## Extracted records
_ _ _ _

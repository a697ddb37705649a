//! Typed query methods over the `trend_catalog` view.

use crate::models::JoinedTrendRecord;
use crate::Database;
use pgt_nwis::TrendClass;
use rusqlite::params;

impl Database {
    /// Joined rows for one station, in the order they were loaded.
    pub fn query_station_trends(&self, station_nm: &str) -> anyhow::Result<Vec<JoinedTrendRecord>> {
        let conn = self.conn.borrow();
        let mut stmt = conn.prepare(
            "SELECT site_no, station_nm, percentile, slope, trend
             FROM trend_catalog
             WHERE station_nm = ?1
             ORDER BY row_order",
        )?;
        let rows = stmt
            .query_map(params![station_nm], |row| {
                let site_no: i64 = row.get(0)?;
                let trend_label: String = row.get(4)?;
                Ok(JoinedTrendRecord {
                    site_no: site_no as u64,
                    station_nm: row.get(1)?,
                    percentile: row.get(2)?,
                    slope: row.get(3)?,
                    trend: TrendClass::parse(&trend_label),
                    trend_label,
                })
            })?
            .collect::<Result<Vec<_>, _>>()?;
        log::debug!(
            "query: query_station_trends({}) returned {} records",
            station_nm,
            rows.len()
        );
        Ok(rows)
    }

    /// Distinct station names present in the join.
    pub fn query_station_names(&self) -> anyhow::Result<Vec<String>> {
        let conn = self.conn.borrow();
        let mut stmt =
            conn.prepare("SELECT DISTINCT station_nm FROM trend_catalog ORDER BY station_nm")?;
        let rows = stmt
            .query_map([], |row| row.get(0))?
            .collect::<Result<Vec<String>, _>>()?;
        Ok(rows)
    }

    /// Trend site numbers with no matching station row.
    pub fn query_dropped_sites(&self) -> anyhow::Result<Vec<u64>> {
        let conn = self.conn.borrow();
        let mut stmt = conn.prepare(
            "SELECT DISTINCT t.site_no
             FROM trends t
             LEFT JOIN stations s ON t.site_no = s.site_no
             WHERE s.site_no IS NULL
             ORDER BY t.site_no",
        )?;
        let rows = stmt
            .query_map([], |row| row.get::<_, i64>(0))?
            .map(|r| r.map(|id| id as u64))
            .collect::<Result<Vec<u64>, _>>()?;
        Ok(rows)
    }

    pub fn count_catalog_rows(&self) -> anyhow::Result<usize> {
        let conn = self.conn.borrow();
        let count: i64 = conn.query_row("SELECT COUNT(*) FROM trend_catalog", [], |row| row.get(0))?;
        Ok(count as usize)
    }
}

_ _ _ _

## PROBLEM TO WORK ON
Send back every entry precisely as given.

## SOLUTION TO THIS PROBLEM
repository a697ddb37705649a
//! Typed query methods over the `trend_catalog` view.

use crate::models::JoinedTrendRecord;
use crate::Database;
use pgt_nwis::TrendClass;
use rusqlite::params;

impl Database {
    /// Joined rows for one station, in the order they were loaded.
    pub fn query_station_trends(&self, station_nm: &str) -> anyhow::Result<Vec<JoinedTrendRecord>> {
        let conn = self.conn.borrow();
        let mut stmt = conn.prepare(
            "SELECT site_no, station_nm, percentile, slope, trend
             FROM trend_catalog
             WHERE station_nm = ?1
             ORDER BY row_order",
        )?;
        let rows = stmt
            .query_map(params![station_nm], |row| {
                let site_no: i64 = row.get(0)?;
                let trend_label: String = row.get(4)?;
                Ok(JoinedTrendRecord {
                    site_no: site_no as u64,
                    station_nm: row.get(1)?,
                    percentile: row.get(2)?,
                    slope: row.get(3)?,
                    trend: TrendClass::parse(&trend_label),
                    trend_label,
                })
            })?
            .collect::<Result<Vec<_>, _>>()?;
        log::debug!(
            "query: query_station_trends({}) returned {} records",
            station_nm,
            rows.len()
        );
        Ok(rows)
    }

    /// Distinct station names present in the join.
    pub fn query_station_names(&self) -> anyhow::Result<Vec<String>> {
        let conn = self.conn.borrow();
        let mut stmt =
            conn.prepare("SELECT DISTINCT station_nm FROM trend_catalog ORDER BY station_nm")?;
        let rows = stmt
            .query_map([], |row| row.get(0))?
            .collect::<Result<Vec<String>, _>>()?;
        Ok(rows)
    }

    /// Trend site numbers with no matching station row.
    pub fn query_dropped_sites(&self) -> anyhow::Result<Vec<u64>> {
        let conn = self.conn.borrow();
        let mut stmt = conn.prepare(
            "SELECT DISTINCT t.site_no
             FROM trends t
             LEFT JOIN stations s ON t.site_no = s.site_no
             WHERE s.site_no IS NULL
             ORDER BY t.site_no",
        )?;
        let rows = stmt
            .query_map([], |row| row.get::<_, i64>(0))?
            .map(|r| r.map(|id| id as u64))
            .collect::<Result<Vec<u64>, _>>()?;
        Ok(rows)
    }

    pub fn count_catalog_rows(&self) -> anyhow::Result<usize> {
        let conn = self.conn.borrow();
        let count: i64 = conn.query_row("SELECT COUNT(*) FROM trend_catalog", [], |row| row.get(0))?;
        Ok(count as usize)
    }
}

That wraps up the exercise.